Krausz pushed attosecond pulses further by creating solitary pulses that can be more useful for experiments. In 2001, he and his team produced a lone pulse 650 attoseconds long. To do that, the researchers had to first produce a very wide range of harmonics and then use a filter to select and combine just a few of the highest ones.
In the past 2 decades, applications of attosecond science have begun to grow. Scientists can measure how long it takes for a pulse to tug an electron away from an atom—a sign of how tightly it is held—and see how collections of electrons move from place to place inside molecules or materials, key to understanding their properties. Researchers have also used attosecond pulses as ultrafast electronic switches, using the light to flip a material from an insulator to a conductor. Attosecond light pulses may even help diagnose disease in blood samples, by giving molecules a shove and provoking a fingerprint response. So far the techniques have produced few major discoveries, says Karl Krushelnick, a physicist at the University of Michigan. “It’s a bit of a great technique looking for a killer app.” But Krushelnick notes that it also took lasers decades to fulfill their initial promise.

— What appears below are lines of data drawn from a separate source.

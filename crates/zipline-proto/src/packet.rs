//! Tagged-length-value packet layer.
//!
//! Every frame is a tree of packets. A packet starts with one lead byte: the
//! high bit marks a *node* (a packet whose value is a sequence of child
//! packets), the low seven bits carry the tag. A length prefix follows, then
//! the value.
//!
//! Lengths and integers use a signed big-endian varint: seven data bits per
//! byte, most significant group first, with `0x80` set on every byte except
//! the last. The encoder emits the shortest form whose top data bit equals the
//! sign, so `100` becomes `80 64` and `-1` becomes `7f`.

use bytes::Bytes;

use crate::errors::{ProtocolError, Result};

/// Maximum number of varint groups accepted for a length prefix.
pub const MAX_LENGTH_GROUPS: usize = 5;

const NODE_BIT: u8 = 0x80;
const CONTINUATION: u8 = 0x80;
const DATA_MASK: u8 = 0x7F;

/// Number of bytes `value` occupies as a varint.
pub fn varint_len(value: i64) -> usize {
    for groups in 1usize..10 {
        let bound = 1i64 << (7 * groups - 1);
        if value >= -bound && value < bound {
            return groups;
        }
    }
    10
}

/// Append `value` to `dst` as a signed varint.
pub fn encode_varint(value: i64, dst: &mut Vec<u8>) {
    let groups = varint_len(value);
    for i in (0..groups).rev() {
        let mut byte = ((value >> (7 * i)) as u8) & DATA_MASK;
        if i != 0 {
            byte |= CONTINUATION;
        }
        dst.push(byte);
    }
}

/// Decode a signed varint from the front of `buf`.
///
/// Returns the value and the number of bytes consumed. A buffer that ends on
/// a continuation byte is [`ProtocolError::Truncated`]; more than
/// `max_groups` bytes is [`ProtocolError::MalformedLength`].
pub fn decode_varint(buf: &[u8], max_groups: usize) -> Result<(i64, usize)> {
    let Some(&first) = buf.first() else {
        return Err(ProtocolError::Truncated { needed: 1, available: 0 });
    };

    let mut value: i64 = if first & 0x40 == 0 { 0 } else { -1 };
    for (i, &byte) in buf.iter().enumerate() {
        if i >= max_groups {
            return Err(ProtocolError::MalformedLength);
        }
        value = (value << 7) | i64::from(byte & DATA_MASK);
        if byte & CONTINUATION == 0 {
            return Ok((value, i + 1));
        }
    }

    if buf.len() >= max_groups {
        Err(ProtocolError::MalformedLength)
    } else {
        Err(ProtocolError::Truncated { needed: buf.len() + 1, available: buf.len() })
    }
}

/// Decode a length prefix, rejecting negative values.
pub fn decode_length(buf: &[u8]) -> Result<(usize, usize)> {
    let (len, consumed) = decode_varint(buf, MAX_LENGTH_GROUPS)?;
    let len = usize::try_from(len).map_err(|_| ProtocolError::MalformedLength)?;
    Ok((len, consumed))
}

#[allow(clippy::cast_possible_wrap)]
fn put_length(len: usize, dst: &mut Vec<u8>) {
    encode_varint(len as i64, dst);
}

/// One decoded packet borrowing from the input buffer.
#[derive(Debug, Clone, Copy)]
pub(crate) struct Packet<'a> {
    pub tag: u8,
    pub node: bool,
    pub value: &'a [u8],
}

/// Read one packet from the front of `buf`, returning it and its total size.
pub(crate) fn read_packet(buf: &[u8]) -> Result<(Packet<'_>, usize)> {
    let Some(&lead) = buf.first() else {
        return Err(ProtocolError::Truncated { needed: 1, available: 0 });
    };
    let (len, prefix) = decode_length(&buf[1..])?;
    let start = 1 + prefix;
    let end = start.checked_add(len).ok_or(ProtocolError::MalformedLength)?;
    if end > buf.len() {
        return Err(ProtocolError::Truncated { needed: end, available: buf.len() });
    }

    let packet = Packet { tag: lead & DATA_MASK, node: lead & NODE_BIT != 0, value: &buf[start..end] };
    Ok((packet, end))
}

impl<'a> Packet<'a> {
    fn primitive(&self, field: &'static str) -> Result<&'a [u8]> {
        if self.node {
            return Err(ProtocolError::UnexpectedPacket { expected: field, tag: self.tag });
        }
        Ok(self.value)
    }

    pub fn string(&self, field: &'static str) -> Result<String> {
        let raw = self.primitive(field)?;
        std::str::from_utf8(raw)
            .map(str::to_owned)
            .map_err(|_| ProtocolError::InvalidUtf8 { field })
    }

    pub fn bytes(&self, field: &'static str) -> Result<Bytes> {
        Ok(Bytes::copy_from_slice(self.primitive(field)?))
    }

    pub fn raw(&self, field: &'static str) -> Result<&'a [u8]> {
        self.primitive(field)
    }

    pub fn boolean(&self, field: &'static str) -> Result<bool> {
        match self.primitive(field)? {
            [0] => Ok(false),
            [1] => Ok(true),
            _ => Err(ProtocolError::InvalidFieldValue { field }),
        }
    }

    pub fn byte(&self, field: &'static str) -> Result<u8> {
        match self.primitive(field)? {
            [b] => Ok(*b),
            _ => Err(ProtocolError::InvalidFieldValue { field }),
        }
    }

    pub fn uint32(&self, field: &'static str) -> Result<u32> {
        let raw = self.primitive(field)?;
        let (value, consumed) = decode_varint(raw, MAX_LENGTH_GROUPS)
            .map_err(|_| ProtocolError::InvalidFieldValue { field })?;
        if consumed != raw.len() {
            return Err(ProtocolError::InvalidFieldValue { field });
        }
        u32::try_from(value).map_err(|_| ProtocolError::InvalidFieldValue { field })
    }

    pub fn children(&self, expected: &'static str) -> Result<Children<'a>> {
        if !self.node {
            return Err(ProtocolError::UnexpectedPacket { expected, tag: self.tag });
        }
        Ok(Children { rest: self.value })
    }
}

/// Iterator over the child packets of a node.
pub(crate) struct Children<'a> {
    rest: &'a [u8],
}

impl<'a> Children<'a> {
    pub fn new(body: &'a [u8]) -> Self {
        Self { rest: body }
    }
}

impl<'a> Iterator for Children<'a> {
    type Item = Result<Packet<'a>>;

    fn next(&mut self) -> Option<Self::Item> {
        if self.rest.is_empty() {
            return None;
        }
        match read_packet(self.rest) {
            Ok((packet, used)) => {
                self.rest = &self.rest[used..];
                Some(Ok(packet))
            },
            Err(e) => {
                self.rest = &[];
                Some(Err(e))
            },
        }
    }
}

/// Builder for a node packet.
///
/// Children are appended in call order; [`NodeBuilder::finish`] writes the
/// lead byte and length prefix in front of them.
#[derive(Debug)]
pub(crate) struct NodeBuilder {
    tag: u8,
    body: Vec<u8>,
}

impl NodeBuilder {
    pub fn new(tag: u8) -> Self {
        Self { tag: tag & DATA_MASK, body: Vec::new() }
    }

    pub fn bytes(&mut self, tag: u8, value: &[u8]) -> &mut Self {
        self.body.push(tag & DATA_MASK);
        put_length(value.len(), &mut self.body);
        self.body.extend_from_slice(value);
        self
    }

    pub fn string(&mut self, tag: u8, value: &str) -> &mut Self {
        self.bytes(tag, value.as_bytes())
    }

    pub fn boolean(&mut self, tag: u8, value: bool) -> &mut Self {
        self.bytes(tag, &[u8::from(value)])
    }

    pub fn byte(&mut self, tag: u8, value: u8) -> &mut Self {
        self.bytes(tag, &[value])
    }

    pub fn uint32(&mut self, tag: u8, value: u32) -> &mut Self {
        let mut scratch = Vec::with_capacity(5);
        encode_varint(i64::from(value), &mut scratch);
        self.bytes(tag, &scratch)
    }

    pub fn node(&mut self, child: Self) -> &mut Self {
        child.finish(&mut self.body);
        self
    }

    pub fn finish(self, dst: &mut Vec<u8>) {
        dst.push(NODE_BIT | self.tag);
        put_length(self.body.len(), dst);
        dst.extend_from_slice(&self.body);
    }
}

#[cfg(test)]
mod tests {
    use super::*;

    fn varint(value: i64) -> Vec<u8> {
        let mut buf = Vec::new();
        encode_varint(value, &mut buf);
        buf
    }

    #[test]
    fn varint_known_encodings() {
        assert_eq!(varint(0), [0x00]);
        assert_eq!(varint(19), [0x13]);
        assert_eq!(varint(63), [0x3F]);
        assert_eq!(varint(64), [0x80, 0x40]);
        assert_eq!(varint(100), [0x80, 0x64]);
        assert_eq!(varint(-1), [0x7F]);
        assert_eq!(varint(-64), [0x40]);
        assert_eq!(varint(-65), [0xFF, 0x3F]);
    }

    #[test]
    fn varint_decodes_what_it_encodes() {
        for value in [0, 1, 63, 64, 127, 128, 8191, 8192, 1 << 20, i64::from(u32::MAX), -1, -8192] {
            let buf = varint(value);
            assert_eq!(decode_varint(&buf, 10), Ok((value, buf.len())), "value {value}");
        }
    }

    #[test]
    fn varint_truncated_on_dangling_continuation() {
        assert_eq!(
            decode_varint(&[0x81], MAX_LENGTH_GROUPS),
            Err(ProtocolError::Truncated { needed: 2, available: 1 })
        );
        assert_eq!(
            decode_varint(&[], MAX_LENGTH_GROUPS),
            Err(ProtocolError::Truncated { needed: 1, available: 0 })
        );
    }

    #[test]
    fn varint_rejects_overlong() {
        let buf = [0x81, 0x81, 0x81, 0x81, 0x81, 0x01];
        assert_eq!(decode_varint(&buf, MAX_LENGTH_GROUPS), Err(ProtocolError::MalformedLength));
    }

    #[test]
    fn negative_length_is_malformed() {
        assert_eq!(decode_length(&[0x7F]), Err(ProtocolError::MalformedLength));
    }

    #[test]
    fn read_packet_reports_truncation() {
        // Declares 5 value bytes, only 2 present
        let buf = [0x01, 0x05, 0xAA, 0xBB];
        assert_eq!(
            read_packet(&buf).map(|(_, n)| n),
            Err(ProtocolError::Truncated { needed: 7, available: 4 })
        );
    }

    #[test]
    fn node_builder_nests_children() {
        let mut inner = NodeBuilder::new(0x2E);
        inner.uint32(0x01, 0x10);
        let mut outer = NodeBuilder::new(0x3F);
        outer.node(inner);
        let mut buf = Vec::new();
        outer.finish(&mut buf);

        assert_eq!(buf, [0xBF, 0x05, 0xAE, 0x03, 0x01, 0x01, 0x10]);

        let (packet, used) = read_packet(&buf).unwrap();
        assert_eq!(used, buf.len());
        let children: Vec<_> = packet.children("data").unwrap().collect();
        assert_eq!(children.len(), 1);
        let payload = children[0].as_ref().unwrap();
        assert!(payload.node);
        assert_eq!(payload.tag, 0x2E);
    }

    #[test]
    fn uint32_rejects_out_of_range() {
        let mut raw = Vec::new();
        encode_varint(1i64 << 33, &mut raw);
        let packet = Packet { tag: 1, node: false, value: &raw };
        assert_eq!(packet.uint32("tag"), Err(ProtocolError::InvalidFieldValue { field: "tag" }));
    }
}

Some physicists are working to extend attosecond techniques to other parts of the electromagnetic spectrum. Researchers have now coaxed attosecond pulses out of the Linac Coherent Light Source, an enormous x-ray free-electron laser at SLAC National Accelerator Laboratory, says Linda Young, an atomic physicist at Argonne National Laboratory. In principle, ultrashort x-ray pulses would have enough energy to probe atoms and molecules with much more strongly bound electrons.

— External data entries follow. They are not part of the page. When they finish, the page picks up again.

//! Wire format for the zipline dispatch fabric.
//!
//! Frames are encoded as a tree of tagged-length-value packets. Each frame is
//! one node packet whose tag identifies the frame type; its children are the
//! frame's fields, keyed by per-frame field tags. Data frames nest two more
//! nodes: the routing envelope ([`MetaFrame`]) and the tagged payload
//! ([`PayloadFrame`]).
//!
//! The codec is pure: no I/O, no state. Decoding walks the outer node,
//! dispatches on the frame type, and reads fields in any order, skipping tags
//! it does not recognize.
//!
//! # Security
//!
//! Every length prefix is bounds-checked before slicing. Frames larger than
//! [`MAX_FRAME_SIZE`] are refused on both encode and decode. Malformed input
//! is always an error, never a panic.
#![forbid(unsafe_code)]
#![warn(missing_docs)]

pub mod errors;
pub mod frame;
pub mod metadata;
pub mod packet;

pub use errors::{ProtocolError, Result};
pub use frame::{
    AuthenticationAckFrame, AuthenticationFrame, BackflowFrame, CloseStreamFrame, ConnectToFrame,
    DataFrame, Frame, FrameType, GoawayFrame, HandshakeFrame, HandshakeRejectedFrame, LbType,
    MAX_FRAME_SIZE, MetaFrame, PayloadFrame, RejectedFrame, StreamType, Tag,
};
pub use metadata::{Metadata, TARGET_KEY};
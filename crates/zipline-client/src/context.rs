//! Serverless handler context.
//!
//! A stream function's data handler receives one [`Context`] per inbound
//! data frame. Writes made through the context stay correlated with the frame
//! that caused them: they carry its transaction id, source id, and metadata.

use bytes::Bytes;
use zipline_core::{Environment, transport::Transport};
use zipline_proto::{BackflowFrame, DataFrame, Frame, MetaFrame, Metadata, PayloadFrame, Tag};

use crate::{client::Client, error::ClientError};

/// One inbound data frame plus a way to answer it.
pub struct Context<T: Transport, E: Environment> {
    client: Client<T, E>,
    frame: DataFrame,
    metadata: Metadata,
}

impl<T: Transport, E: Environment> Context<T, E> {
    pub(crate) fn new(client: Client<T, E>, frame: DataFrame) -> Self {
        let metadata = Metadata::decode(&frame.meta.metadata).unwrap_or_else(|e| {
            tracing::debug!(error = %e, "undecodable data metadata");
            Metadata::new()
        });
        Self { client, frame, metadata }
    }

    /// Tag of the inbound frame.
    pub fn tag(&self) -> Tag {
        self.frame.tag()
    }

    /// Payload of the inbound frame.
    pub fn data(&self) -> &Bytes {
        &self.frame.payload.carriage
    }

    /// Transaction id shared by every frame derived from the same origin.
    pub fn transaction_id(&self) -> &str {
        &self.frame.meta.transaction_id
    }

    /// Id of the source that produced the original frame.
    pub fn source_id(&self) -> &str {
        &self.frame.meta.source_id
    }

    /// Metadata of the inbound frame.
    pub fn metadata(&self) -> &Metadata {
        &self.metadata
    }

    /// The inbound frame.
    pub fn frame(&self) -> &DataFrame {
        &self.frame
    }

    /// Emit `data` under `tag`, correlated with the inbound frame.
    pub async fn write(&self, tag: Tag, data: impl Into<Bytes>) -> Result<(), ClientError> {
        let frame = DataFrame {
            meta: MetaFrame {
                transaction_id: self.frame.meta.transaction_id.clone(),
                source_id: self.frame.meta.source_id.clone(),
                metadata: self.frame.meta.metadata.clone(),
                ..MetaFrame::default()
            },
            payload: PayloadFrame { tag, carriage: data.into() },
        };
        self.client.write_frame(&Frame::Data(frame)).await
    }

    /// Send `data` back to the originating source under `tag`.
    pub async fn write_backflow(&self, tag: Tag, data: impl Into<Bytes>) -> Result<(), ClientError> {
        let frame = BackflowFrame {
            tag,
            carriage: data.into(),
            source_id: self.frame.meta.source_id.clone(),
        };
        self.client.write_frame(&Frame::Backflow(frame)).await
    }
}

L’Huillier is just the fifth woman to win the Nobel Prize in Physics. “L’Huillier was instrumental and for a long time she didn’t get the recognition for it,” says Ursula Keller, head of the ultrafast laser group at ETH Zürich.
Speaking by phone during the press conference announcing the prize, L’Huillier said there is still plenty of fertile terrain left to explore. One goal would be to use attosecond pulses not just to investigate the movement of electrons during chemical processes, but to control them, perhaps driving a reaction that nature doesn’t prefer. “The dream—if you want, the Holy Grail—of this part of our research is to be able to control the initial time for a molecular reaction,” L’Huillier said. “But this is in the future.”